Bemdito

Tempo de dúvida no mercado de trabalho

No trabalho, antes a dúvida que a dívida; mas o que iremos fazer para continuar com os milagres virtuais operados?
POR Cláudio Sena

Não me considero bom em previsões, sobretudo na ausência de fundamentação e dados críveis, porém, numa eu creio que tenha acertado: mesmo sem ter emprego para todos, vamos trabalhar mais. Ok, meio óbvio talvez. De qualquer modo, permita me vangloriar por ter acertado o cenário que, justamente neste momento, quando vislumbramos uma melhoria na situação da pandemia, isso iria ocorrer, sobretudo pela soma do trabalho no ambiente virtual e fora dele. 

Fomos tomados pelo desespero quando acometidos pela pandemia. Inclusive nos aspectos que tangem a manutenção dos nossos empregos ou nas maneiras de subsistência e, para muitos, de sobrevivência. A maioria dos serviços, tendo a força do braço e a potência da garganta como principal meio de propaganda, encontrou na Internet meios de continuidade. Pelo perrengue ou pela adaptação, mas também pela profissionalização das tecnologias de informação da comunicação. 

Basta ligar a televisão e assistir à matéria do telejornal, correr a página do site de negócios, lá estão eles e elas: vendedores de tapioca, confeccionadoras de bonecos de crochê, professores de yoga, psicólogos, professores, todos e todas vendendo seu tempo para produção e divulgação de conteúdo, além, é claro, de estar prestando serviços. E vale tudo para manter a chama acesa no relacionamento com consumidor.
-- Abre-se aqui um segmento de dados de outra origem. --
//! Zone scoping of entity queries

use crate::common::{dog_in_zone, event_in_zone, TestOps};
use sentryops::Role;

/// A caller sees only entities in their assigned zones
#[tokio::test]
async fn queries_are_scoped_to_assigned_zones() {
    let env = TestOps::new().await;
    env.ops
        .security()
        .add_guard_dog(&env.admin, dog_in_zone("Rex", "Main Building"))
        .await
        .unwrap();
    env.ops
        .security()
        .add_guard_dog(&env.admin, dog_in_zone("Luna", "North Gate"))
        .await
        .unwrap();

    let north_guard = env
        .user_with_role("Nils", Role::Bodyguard, vec!["North Gate".to_string()])
        .await;
    let visible = env.ops.security().guard_dogs(&north_guard).await;
    assert_eq!(visible.len(), 1);
    assert_eq!(visible[0].name, "Luna");
}

/// access_all_zones bypasses the zone list entirely
#[tokio::test]
async fn access_all_zones_bypasses_the_list() {
    let env = TestOps::new().await;
    env.ops
        .security()
        .add_guard_dog(&env.admin, dog_in_zone("Rex", "Main Building"))
        .await
        .unwrap();
    env.ops
        .security()
        .add_guard_dog(&env.admin, dog_in_zone("Luna", "North Gate"))
        .await
        .unwrap();

    // security managers hold access_all_zones with an empty zone list
    let manager = env
        .user_with_role("Mara", Role::SecurityManager, vec![])
        .await;
    assert_eq!(env.ops.security().guard_dogs(&manager).await.len(), 2);
}

/// An empty zone list without the bypass sees nothing
#[tokio::test]
async fn empty_zone_list_sees_nothing() {
    let env = TestOps::new().await;
    env.ops
        .security()
        .add_guard_dog(&env.admin, dog_in_zone("Rex", "Main Building"))
        .await
        .unwrap();

    let zoneless = env.user_with_role("Zed", Role::Bodyguard, vec![]).await;
    assert!(env.ops.security().guard_dogs(&zoneless).await.is_empty());
}

/// Event queries are scoped the same way as rosters
#[tokio::test]
async fn event_queries_respect_zones() {
    let env = TestOps::new().await;
    let manager = env
        .user_with_role("Mara", Role::SecurityManager, vec![])
        .await;
    env.ops
        .security()
        .log_security_event(&manager, event_in_zone("Main Building"))
        .await
        .unwrap();
    env.ops
        .security()
        .log_security_event(&manager, event_in_zone("Parking Lot"))
        .await
        .unwrap();

    let main_guard = env
        .user_with_role("Gus", Role::Bodyguard, vec!["Main Building".to_string()])
        .await;
    let events = env.ops.security().security_events(&main_guard, None).await;
    assert_eq!(events.len(), 1);
    assert_eq!(events[0].location.zone, "Main Building");

    assert_eq!(
        env.ops.security().security_events(&manager, None).await.len(),
        2
    );
}
//! Integration tests for sentryops
//!
//! These tests exercise the assembled core: bootstrap, gating, zone
//! scoping, the audit trail, and the SIEM views.

pub mod audit_tests;
pub mod bootstrap_tests;
pub mod gating_tests;
pub mod siem_tests;
pub mod zone_tests;
//! SIEM queries, aggregates, and rules

use crate::common::TestOps;
use sentryops::core::models::{NetworkEventStatus, NetworkEventType, Severity, SiemRuleCondition};
use sentryops::core::siem::{NetworkEventFilter, NewNetworkEvent, NewSiemRule};
use sentryops::{OpsError, Role};

fn failed_login(source_ip: &str) -> NewNetworkEvent {
    NewNetworkEvent {
        event_type: NetworkEventType::LoginAttempt,
        severity: Severity::Medium,
        source_ip: source_ip.to_string(),
        destination_ip: Some("10.0.0.1".to_string()),
        port: Some(22),
        protocol: Some("SSH".to_string()),
        status: NetworkEventStatus::Failed,
        description: "Failed SSH login attempt".to_string(),
        user_id: None,
        location: None,
        metadata: None,
    }
}

/// The network-event query keeps the reference gating: error when the caller
/// does not resolve, empty when view_siem is missing
#[tokio::test]
async fn network_event_query_gating() {
    let env = TestOps::new().await;
    env.ops
        .siem()
        .create_network_event(&env.admin, failed_login("192.168.1.100"))
        .await
        .unwrap();

    let anonymous = sentryops::RequestContext::anonymous();
    assert!(matches!(
        env.ops
            .siem()
            .network_events(&anonymous, NetworkEventFilter::default())
            .await,
        Err(OpsError::Unauthenticated)
    ));

    let guard = env.user_with_role("Gus", Role::Bodyguard, vec![]).await;
    let events = env
        .ops
        .siem()
        .network_events(&guard, NetworkEventFilter::default())
        .await
        .unwrap();
    assert!(events.is_empty());

    // security managers hold view_siem
    let manager = env
        .user_with_role("Mara", Role::SecurityManager, vec![])
        .await;
    let events = env
        .ops
        .siem()
        .network_events(&manager, NetworkEventFilter::default())
        .await
        .unwrap();
    assert_eq!(events.len(), 1);
}

/// Severity and type filters narrow the result set
#[tokio::test]
async fn filters_narrow_results() {
    let env = TestOps::new().await;
    env.ops
        .siem()
        .create_network_event(&env.admin, failed_login("192.168.1.100"))
        .await
        .unwrap();
    let mut critical = failed_login("203.0.113.45");
    critical.event_type = NetworkEventType::MalwareDetected;
    critical.severity = Severity::Critical;
    env.ops
        .siem()
        .create_network_event(&env.admin, critical)
        .await
        .unwrap();

    let filter = NetworkEventFilter {
        severity: Some(Severity::Critical),
        ..Default::default()
    };
    let events = env
        .ops
        .siem()
        .network_events(&env.admin, filter)
        .await
        .unwrap();
    assert_eq!(events.len(), 1);
    assert_eq!(events[0].event_type, NetworkEventType::MalwareDetected);

    let filter = NetworkEventFilter {
        event_type: Some(NetworkEventType::LoginAttempt),
        ..Default::default()
    };
    let events = env
        .ops
        .siem()
        .network_events(&env.admin, filter)
        .await
        .unwrap();
    assert_eq!(events.len(), 1);
    assert_eq!(events[0].source_ip, "192.168.1.100");
}

/// Aggregates count the last 24 hours and rank source IPs
#[tokio::test]
async fn stats_aggregate_recent_events() {
    let env = TestOps::new().await;
    for _ in 0..3 {
        env.ops
            .siem()
            .create_network_event(&env.admin, failed_login("192.168.1.100"))
            .await
            .unwrap();
    }
    env.ops
        .siem()
        .create_network_event(&env.admin, failed_login("203.0.113.45"))
        .await
        .unwrap();

    let stats = env.ops.siem().stats(&env.admin).await.unwrap().unwrap();
    assert_eq!(stats.total_events, 4);
    assert_eq!(stats.recent_events, 4);
    assert_eq!(stats.medium_events, 4);
    assert_eq!(stats.critical_events, 0);
    assert_eq!(
        stats.events_by_type.get(&NetworkEventType::LoginAttempt),
        Some(&4)
    );
    assert_eq!(stats.top_source_ips[0].ip, "192.168.1.100");
    assert_eq!(stats.top_source_ips[0].count, 3);
    assert_eq!(stats.threat_trends.len(), 24);

    // lacking view_siem degrades to None
    let guard = env.user_with_role("Gus", Role::Bodyguard, vec![]).await;
    assert!(env.ops.siem().stats(&guard).await.unwrap().is_none());
}

/// Rule creation requires manage_siem and stamps the creator
#[tokio::test]
async fn rule_creation_gated_and_stamped() {
    let env = TestOps::new().await;
    let manager = env
        .user_with_role("Mara", Role::SecurityManager, vec![])
        .await;

    let rule = NewSiemRule {
        name: "Repeated failed logins".to_string(),
        description: "Flag 5+ failed logins from one IP".to_string(),
        event_type: "login_attempt".to_string(),
        conditions: vec![SiemRuleCondition {
            field: "status".to_string(),
            operator: "equals".to_string(),
            value: "failed".to_string(),
        }],
        severity: Severity::High,
        actions: vec!["alert".to_string()],
    };

    // security managers can view but not manage
    let denied = env.ops.siem().create_siem_rule(&manager, rule.clone()).await;
    assert!(matches!(denied, Err(OpsError::PermissionDenied(_))));

    env.ops.siem().create_siem_rule(&env.admin, rule).await.unwrap();
    let rules = env.ops.siem().siem_rules(&manager).await.unwrap();
    assert_eq!(rules.len(), 1);
    assert!(rules[0].is_active);
}
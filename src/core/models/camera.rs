//! CCTV camera records

use crate::storage::{Document, RecordId};
use serde::{Deserialize, Serialize};

/// CCTV camera inventory entry
#[derive(Debug, Clone, Serialize, Deserialize)]
pub struct CctvCamera {
    /// Record identifier
    pub id: RecordId,
    /// Operator-facing camera identifier (e.g. "CAM-017")
    pub camera_id: String,
    /// Camera name
    pub name: String,
    /// Mount position
    pub location: CameraLocation,
    /// Operational status
    pub status: CameraStatus,
    /// Whether footage is currently being recorded
    pub is_recording: bool,
    /// Last heartbeat, milliseconds since the Unix epoch
    pub last_ping: i64,
    /// Enabled AI analysis features
    pub ai_features: AiFeatures,
    /// Stream resolution (e.g. "4K", "1080p")
    pub resolution: String,
    /// Night vision capable
    pub night_vision: bool,
}

impl Document for CctvCamera {
    fn id(&self) -> RecordId {
        self.id
    }
}

/// Camera mount position, zone, and placement note
#[derive(Debug, Clone, Serialize, Deserialize)]
pub struct CameraLocation {
    /// Latitude
    pub lat: f64,
    /// Longitude
    pub lng: f64,
    /// Zone the camera watches
    pub zone: String,
    /// Placement description
    pub description: String,
}

/// Camera operational status
#[derive(Debug, Clone, Copy, PartialEq, Eq, Serialize, Deserialize)]
#[serde(rename_all = "snake_case")]
pub enum CameraStatus {
    Online,
    Offline,
    Maintenance,
    Error,
}

/// AI analysis feature toggles
#[derive(Debug, Clone, Copy, Default, Serialize, Deserialize)]
pub struct AiFeatures {
    /// Motion detection enabled
    pub motion_detection: bool,
    /// Face recognition enabled
    pub face_recognition: bool,
    /// Intrusion detection enabled
    pub intrusion_detection: bool,
}
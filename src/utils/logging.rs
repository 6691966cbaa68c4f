//! Logging setup
//!
//! Thin wrapper over `tracing-subscriber` so binaries and tests initialize
//! logging the same way. The filter comes from `RUST_LOG` when set, falling
//! back to the level in [`LoggingConfig`].

use serde::{Deserialize, Serialize};
use tracing_subscriber::EnvFilter;

/// Logging configuration
#[derive(Debug, Clone, Serialize, Deserialize)]
pub struct LoggingConfig {
    /// Default log level when RUST_LOG is not set
    #[serde(default = "default_level")]
    pub level: String,
    /// Emit JSON-formatted log lines
    #[serde(default)]
    pub json: bool,
}

fn default_level() -> String {
    "info".to_string()
}

impl Default for LoggingConfig {
    fn default() -> Self {
        Self {
            level: default_level(),
            json: false,
        }
    }
}

/// Initialize the global tracing subscriber.
///
/// Safe to call more than once; subsequent calls are no-ops (useful in
/// tests where several cases may race to initialize).
pub fn init(config: &LoggingConfig) {
    let filter = EnvFilter::try_from_default_env()
        .unwrap_or_else(|_| EnvFilter::new(config.level.clone()));

    let builder = tracing_subscriber::fmt().with_env_filter(filter);

    let result = if config.json {
        builder.json().try_init()
    } else {
        builder.try_init()
    };

    // A second init in the same process is fine; keep the first subscriber.
    let _ = result;
}
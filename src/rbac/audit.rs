//! Audit log
//!
//! Append-only trail of privileged actions. Writes are best-effort: an
//! unresolved caller produces no entry and no error, consistent with the
//! fail-soft read philosophy. Entries are immutable once written: no update
//! or delete operation exists.

use crate::identity::{RequestContext, UserDirectory};
use crate::rbac::catalog::Permission;
use crate::rbac::evaluator;
use crate::rbac::types::AuditLogEntry;
use crate::storage::{RecordId, StorageLayer};
use chrono::Utc;
use std::sync::Arc;
use tracing::{debug, warn};

/// Append-only audit trail over the shared storage layer
#[derive(Debug, Clone)]
pub struct AuditLog {
    storage: Arc<StorageLayer>,
    directory: Arc<UserDirectory>,
}

impl AuditLog {
    /// Create an audit log over the shared storage layer
    pub fn new(storage: Arc<StorageLayer>, directory: Arc<UserDirectory>) -> Self {
        Self { storage, directory }
    }

    /// Record a privileged action.
    ///
    /// Returns the entry id, or `None` when the caller does not resolve
    /// (silently skipped, no error). IP address and user agent are captured
    /// from the request context.
    pub async fn record(
        &self,
        ctx: &RequestContext,
        action: &str,
        resource: &str,
        resource_id: Option<String>,
        details: Option<String>,
    ) -> Option<RecordId> {
        let user_id = self.directory.resolve(ctx)?;

        let entry = AuditLogEntry {
            id: RecordId::new(),
            user_id,
            action: action.to_string(),
            resource: resource.to_string(),
            resource_id,
            details,
            ip_address: ctx.ip_address.clone(),
            user_agent: ctx.user_agent.clone(),
            recorded_at: Utc::now(),
        };

        match self.storage.audit_logs.insert(entry) {
            Ok(id) => {
                debug!(user_id = %user_id, action, resource, "Audit entry recorded");
                Some(id)
            }
            Err(e) => {
                // A colliding fresh id should not happen; drop the entry
                // rather than failing the gated operation.
                warn!(error = %e, "Failed to record audit entry");
                None
            }
        }
    }

    /// Most recent entries, newest first, gated by `view_audit_logs`.
    ///
    /// Fail-soft: unauthenticated or unauthorized callers get an empty list.
    pub async fn recent(&self, ctx: &RequestContext, limit: usize) -> Vec<AuditLogEntry> {
        let Some(user_id) = self.directory.resolve(ctx) else {
            return Vec::new();
        };
        let profile = self
            .storage
            .profiles
            .find_unique(|p| p.user_id == user_id);
        if !evaluator::has_permission(profile.as_ref(), Permission::ViewAuditLogs) {
            return Vec::new();
        }

        let mut entries = self.storage.audit_logs.all();
        entries.sort_by(|a, b| b.recorded_at.cmp(&a.recorded_at));
        entries.truncate(limit);
        entries
    }
}
//! Audit trail coverage of mutations

use crate::common::{dog_in_zone, TestOps};
use sentryops::Role;

/// Mutations leave audit entries naming the action and resource
#[tokio::test]
async fn mutations_are_audited() {
    let env = TestOps::new().await;
    env.ops
        .security()
        .add_guard_dog(&env.admin, dog_in_zone("Rex", "Main Building"))
        .await
        .unwrap();

    let entries = env.ops.recent_audit_logs(&env.admin, 50).await;
    let entry = entries
        .iter()
        .find(|e| e.action == "add_guard_dog")
        .expect("mutation on the trail");
    assert_eq!(entry.resource, "guardDogs");
    assert!(entry.resource_id.is_some());
}

/// Entries come back newest first and honor the limit
#[tokio::test]
async fn recent_entries_are_ordered_and_limited() {
    let env = TestOps::new().await;
    for i in 0..5 {
        env.ops
            .log_audit_event(&env.admin, "ping", "system", None, Some(format!("{}", i)))
            .await;
    }

    let entries = env.ops.recent_audit_logs(&env.admin, 3).await;
    assert_eq!(entries.len(), 3);
    assert!(entries.windows(2).all(|w| w[0].recorded_at >= w[1].recorded_at));
}

/// The audit query is gated on view_audit_logs, fail-soft
#[tokio::test]
async fn audit_query_is_gated() {
    let env = TestOps::new().await;
    let viewer = env.user_with_role("Quin", Role::Viewer, vec![]).await;
    assert!(env.ops.recent_audit_logs(&viewer, 50).await.is_empty());
}

/// Direct events from unresolved callers are dropped, not erred
#[tokio::test]
async fn unresolved_audit_events_are_dropped() {
    let env = TestOps::new().await;
    let id = env
        .ops
        .log_audit_event(
            &sentryops::RequestContext::anonymous(),
            "ping",
            "system",
            None,
            None,
        )
        .await;
    assert!(id.is_none());
}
Os grandes também encontraram seus caminhos, talvez por métodos mais sistemáticos e planejados, porém, geralmente, com altos investimentos financeiros. Empresas de 100, 1000 funcionários, literalmente, do dia para noite, mandando a equipe para casa e sendo obrigadas a funcionar de um jeito ou de outro. Isso, as que podiam tomar tal atitude. Desafio para duplicar a dose de ansiolítico de qualquer gestor de departamento menos acostumado às intempéries. O fato é que, ao seu modo, cada um fez seus sacrifícios. Alguns também não resistiram. Infelizmente. 

No quadro atual, onde as mãos de muitos trabalhadores passam a ocupar o balcão da loja, mas também o mouse do computador ou o telefone celular, vivemos um período de transição. Alguns decidiram que “chega de pandemia”. Outros assistem pasmos a esta decisão. 

Em parte, voltamos aos postos de trabalho com um pé e deixamos o outro em casa, ainda conectado ao ofício diário. Foi natural correr para as redes sociais e plataformas no objetivo de manter empregos e clientes, um processo totalmente compreensível diante do risco maior. Mas agora, o que fazer? Como a internet não fecha de 19h às 8h, nos resta repensar nossa relação com o nosso ganha-pão, para que não sejamos também agraciados com jornadas triplas de trabalho como brinde. 

O que iremos fazer para continuar com os milagres virtuais operados? Os empreendedores de ocasião irão pelejar para alimentar suas contas de Instagram e, ao mesmo tempo, atender na esquina do bairro? Os grandes farão o quê com seus empregados flexíveis à força e com os clientes que não se decidiram entre a presença física ou a virtualidade? Para turvar o cenário já nebuloso, cada indivíduo tem suas complexidades e preferências, sem contar o espaço físico variando entre sofisticados home offices e a mesa da cozinha do miúdo apartamento em obra.

Desse jeito, neste momento, o trabalhador não sabe se parcela a cadeira gamer, se investe no microfone e na câmera, se torce para voltar ao escritório de máscara. Os clientes, aqueles mais impacientes, não estão preocupados, e querem ser bem atendidos. Os grandes aguardam para mover suas engrenagens de modo estratégico. Desculpa me gabar novamente, mas, como já disse, eu sabia que isso ia acontecer.

Cláudio Sena

Doutor em sociologia, professor, pesquisador e publicitário, é mestre em Ciências da Comunicação pela Universidade do Porto.